Optimized Graph Classification Model using Frequent Significant Patterns for Analysis
Analysis of compounds can disclose appropriate structural and functional information which may not be derived from sequences alone. Graph classification algorithms and models that can classify and analyse correctly found number of applications in chemical compounds. But computational complexity and scalability due to large number of patterns is a bottleneck for those algorithms as they are mostly using either frequent sub graphs or discriminate graphs only for classification. Using only frequent substructures for learning is not enough to identify most discriminative factors. And is not scalable due to large number of features generated from frequent patterns. Identifying discriminative features is computationally complex and less in number and size. And, using only discriminative features loss the structure of graph. An optimized graph classification model using frequent and significant substructures is presented in this paper. Frequent and significant substructures are generated from the given data set by significant subgraph mining using representative set algorithm. These generated substructures are transformed into feature vector thus facilitating the computation of similarity between the two graphs.

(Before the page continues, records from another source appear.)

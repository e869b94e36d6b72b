//! Engine-level read-only query surface
//!
//! `apply_engine_query` never writes to the store.

use orders_core::errors::{ExError, ExErrorKind, Result};
use serde::Serialize;
use uuid::Uuid;

use crate::models::{OrderDetailsModel, OrderSummaryModel};
use crate::order_service::OrderService;

/// Read-only queries supported by the engine
#[derive(Debug, Clone, PartialEq, Eq)]
pub enum EngineQuery {
    /// Generate an id for a future order
    OrderNewId,
    /// Details of one order
    OrderGet { order_id: Uuid },
    /// A customer's orders, oldest first
    OrderListForCustomer { customer_id: Uuid },
}

#[derive(Debug, Clone, PartialEq, Eq, Serialize)]
#[serde(untagged)]
pub enum EngineQueryResult {
    OrderNewId { order_id: Uuid },
    OrderGet(Box<OrderDetailsModel>),
    OrderListForCustomer { orders: Vec<OrderSummaryModel> },
}

impl EngineQueryResult {
    pub fn to_json(&self) -> Result<String> {
        serde_json::to_string_pretty(self).map_err(|e| {
            ExError::new(ExErrorKind::Serialization)
                .with_op("engine_query_result")
                .with_message(e.to_string())
        })
    }
}

pub fn apply_engine_query(query: EngineQuery, service: &OrderService) -> Result<EngineQueryResult> {
    match query {
        EngineQuery::OrderNewId => Ok(EngineQueryResult::OrderNewId {
            order_id: service.create_order_id(),
        }),
        EngineQuery::OrderGet { order_id } => service
            .get_order_for_id(order_id)
            .map(|model| EngineQueryResult::OrderGet(Box::new(model))),
        EngineQuery::OrderListForCustomer { customer_id } => {
            let orders = service.get_orders_for_customer(customer_id)?;
            Ok(EngineQueryResult::OrderListForCustomer {
                orders: orders.into_vec(),
            })
        }
    }
}
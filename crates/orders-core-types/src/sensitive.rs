//! Redacting wrapper for secrets
//!
//! Connection strings can embed credentials or private file paths. Wrapping
//! them in `Sensitive` means a stray `{:?}` on a config struct or a tracing
//! field never prints the value.

use serde::{Deserialize, Deserializer};
use std::fmt;

const REDACTED: &str = "***REDACTED***";

/// Wrapper that redacts its value in `Debug` and `Display`
///
/// ```
/// use orders_core_types::Sensitive;
///
/// let dsn = Sensitive::new("file:/var/lib/orders.db".to_string());
/// assert_eq!(format!("{:?}", dsn), "***REDACTED***");
/// assert_eq!(dsn.expose(), "file:/var/lib/orders.db");
/// ```
#[derive(Clone, PartialEq, Eq)]
pub struct Sensitive<T>(T);

impl<T> Sensitive<T> {
    pub fn new(value: T) -> Self {
        Self(value)
    }

    /// Borrow the wrapped value. Call sites should pass it straight to the
    /// consumer (driver, client) and not format it.
    pub fn expose(&self) -> &T {
        &self.0
    }

    pub fn into_inner(self) -> T {
        self.0
    }
}

impl<T> From<T> for Sensitive<T> {
    fn from(value: T) -> Self {
        Self(value)
    }
}

impl<T> fmt::Debug for Sensitive<T> {
    fn fmt(&self, f: &mut fmt::Formatter<'_>) -> fmt::Result {
        f.write_str(REDACTED)
    }
}

impl<T> fmt::Display for Sensitive<T> {
    fn fmt(&self, f: &mut fmt::Formatter<'_>) -> fmt::Result {
        f.write_str(REDACTED)
    }
}

impl<'de, T: Deserialize<'de>> Deserialize<'de> for Sensitive<T> {
    fn deserialize<D: Deserializer<'de>>(deserializer: D) -> Result<Self, D::Error> {
        T::deserialize(deserializer).map(Self)
    }
}
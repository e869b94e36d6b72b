#![allow(dead_code)]

use orders_store::migrations::apply_migrations;
use orders_store::seed::import_seed_file;
use orders_store::{db, StoreConfig};
use rusqlite::Connection;
use std::path::PathBuf;
use tempfile::TempDir;

pub const MIKE: &str = "17e3a22e-07e5-4ab2-8e62-1b15f9916909";
pub const ADA: &str = "5d7f2c1b-3f7a-4c8e-9a61-0e2b4d6f8a10";
pub const SEEDED_ORDER: &str = "4a61a22a-bade-d780-bbfa-be19c7746d87";

/// A file-backed store with the fixture seed applied
///
/// Keep the `TempDir` alive for as long as the store is used.
pub struct TestStore {
    pub dir: TempDir,
    pub config: StoreConfig,
}

impl TestStore {
    pub fn conn(&self) -> Connection {
        db::open(&self.config).unwrap()
    }

    pub fn count(&self, table: &str) -> i64 {
        self.conn()
            .query_row(&format!("SELECT COUNT(*) FROM {}", table), [], |row| {
                row.get(0)
            })
            .unwrap()
    }
}

pub fn fixtures_dir() -> PathBuf {
    PathBuf::from(env!("CARGO_MANIFEST_DIR"))
        .join("tests")
        .join("fixtures")
}

pub fn seeded_store() -> TestStore {
    let dir = tempfile::tempdir().unwrap();
    let path = dir.path().join("orders.db");
    let config = StoreConfig::new(path.to_string_lossy()).unwrap();

    let mut conn = db::open(&config).unwrap();
    apply_migrations(&mut conn).unwrap();
    import_seed_file(&fixtures_dir().join("seed.yaml"), &mut conn).unwrap();

    TestStore { dir, config }
}
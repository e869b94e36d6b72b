//! Service-level view models
//!
//! The order service hands these out instead of read-side DTOs.

use chrono::{DateTime, Utc};
use orders_core::errors::{ExError, ExErrorKind};
use orders_core::model::ProductId;
use orders_store::read_model::{CustomerDto, OrderDetailsDto, OrderSummaryDto, ProductOrderedDto};
use rust_decimal::Decimal;
use serde::Serialize;
use uuid::Uuid;

#[derive(Debug, Clone, PartialEq, Eq, Serialize)]
pub struct CustomerModel {
    pub id: Uuid,
    pub name: String,
    pub registered_date: DateTime<Utc>,
    pub active: bool,
}

impl From<CustomerDto> for CustomerModel {
    fn from(dto: CustomerDto) -> Self {
        Self {
            id: dto.id,
            name: dto.name,
            registered_date: dto.registered,
            active: dto.active,
        }
    }
}

/// One line of an order as the customer sees it
#[derive(Debug, Clone, PartialEq, Eq, Serialize)]
pub struct ProductModel {
    /// Line id
    pub id: Uuid,
    pub product_id: ProductId,
    pub key: String,
    pub name: String,
    pub description: String,
    pub purchase_price: Decimal,
}

impl From<ProductOrderedDto> for ProductModel {
    fn from(dto: ProductOrderedDto) -> Self {
        Self {
            id: dto.id,
            product_id: dto.product_id,
            key: dto.key,
            name: dto.name,
            description: dto.description,
            purchase_price: dto.purchase_price,
        }
    }
}

#[derive(Debug, Clone, PartialEq, Eq, Serialize)]
pub struct OrderDetailsModel {
    pub id: Uuid,
    pub customer_order_number: String,
    pub created_on_timestamp: DateTime<Utc>,
    pub order_owner: CustomerModel,
    pub products_on_order: Vec<ProductModel>,
}

impl OrderDetailsModel {
    pub fn total(&self) -> Decimal {
        self.products_on_order.iter().map(|p| p.purchase_price).sum()
    }
}

impl TryFrom<OrderDetailsDto> for OrderDetailsModel {
    type Error = ExError;

    /// Fails with `NullArgument` when the details carry no owner
    fn try_from(dto: OrderDetailsDto) -> Result<Self, Self::Error> {
        let owner = dto.customer.ok_or_else(|| {
            ExError::new(ExErrorKind::NullArgument)
                .with_op("order_details_model")
                .with_field("order_owner")
                .with_entity_id(dto.id.to_string())
                .with_message("Order details carry no owning customer")
        })?;

        Ok(Self {
            id: dto.id,
            customer_order_number: dto.order_number,
            created_on_timestamp: dto.created,
            order_owner: owner.into(),
            products_on_order: dto.products_ordered.into_iter().map(Into::into).collect(),
        })
    }
}

#[derive(Debug, Clone, PartialEq, Eq, Serialize)]
pub struct OrderSummaryModel {
    pub id: Uuid,
    pub customer_order_number: String,
    pub created_on_timestamp: DateTime<Utc>,
    pub line_count: i64,
}

impl From<OrderSummaryDto> for OrderSummaryModel {
    fn from(dto: OrderSummaryDto) -> Self {
        Self {
            id: dto.id,
            customer_order_number: dto.order_number,
            created_on_timestamp: dto.created,
            line_count: dto.line_count,
        }
    }
}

We present a novel framework that uses frequent and significant substructures as features such that preserves the structure of graphs and able to construct efficient classifier model as it contains both discriminative features as well as frequent features. With this approach, classification model construction is able to allow all relevant substructures that facilitate the classifier to choose the most discriminating patterns. An evaluation study on datasets explores the strengths and limitations of the proposed work. The results make obvious that this is an optimized approach to construct a classification model accurately using frequent and significant substructures as features.
Keywords: Graph mining, frequent pattern, significant pattern, classification, feature.